If we map every integer to a string that represents a rational number, and produce a number different from all the ones listed, we are essentially following Cantor's algorithm. But why does it not apply? Is it because we can't be certain that the number produced is a rational number?
Solution 1:
It applies, in the sense that you can carry it out. However, the number you obtain through the process is not a rational (it does not have a periodic decimal expansion).
To be precise, the procedure does not let you guarantee that the number you obtain has a periodic decimal expansion (that is, that it is a rational number), and so you are unable to show that the "diagonal number" is a rational that was not in the original list.
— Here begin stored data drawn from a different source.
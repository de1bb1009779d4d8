//! CLI functionality for the reports tool
//!
//! - Run configuration (JSON file plus command-line overrides)
//! - Listing definitions and reports
//! - Evaluating one definition or a whole report
//! - Output formatting

pub mod config;
pub mod evaluate;
pub mod list;
pub mod output;
pub mod report;

use anyhow::{Context, Result};
use chrono::NaiveDate;
use ssemr_reports_eval::EvaluationContext;
use ssemr_reports_types::PersonId;

/// Build the context for one run.
///
/// A non-empty `cohort` from the command line replaces the configured
/// default cohort.
pub fn evaluation_context(
    start: Option<NaiveDate>,
    end: NaiveDate,
    cohort: &[i64],
    default_cohort: Option<&[i64]>,
) -> Result<EvaluationContext> {
    let mut builder = EvaluationContext::builder().end_date(end);
    if let Some(start) = start {
        builder = builder.start_date(start);
    }
    let cohort = if cohort.is_empty() { default_cohort } else { Some(cohort) };
    if let Some(persons) = cohort {
        builder = builder.cohort(persons.iter().copied().map(PersonId));
    }
    builder.build().context("Invalid reporting period")
}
In fact, if your original list is given explicitly by some bijection, then one is able to show just as explicitly that the number you obtain is not a rational.
Solution 2:
Despite replying to an old post, I would like to supplement things that that I missed out after reading all replies.
Fact:
- $\pi$ is irrational
Cantor's method has 1 property and I will respect it
- The generated new number must be different
Cantor's contradiction makes sense because the new number is
- Real number
- Resulted from the method, which means its different from all enumerated real numbers
The contradiction will makes sense to $\mathbb{Q}$ if the new number is
- Rational number
- Resulted from the method, which means its different from all enumerated rationals
Here's the key. The very method can give this number--$\pi$,
- Rational number (No, it isn't)
- Resulted from the method (Yes, it is different from all since its irrational)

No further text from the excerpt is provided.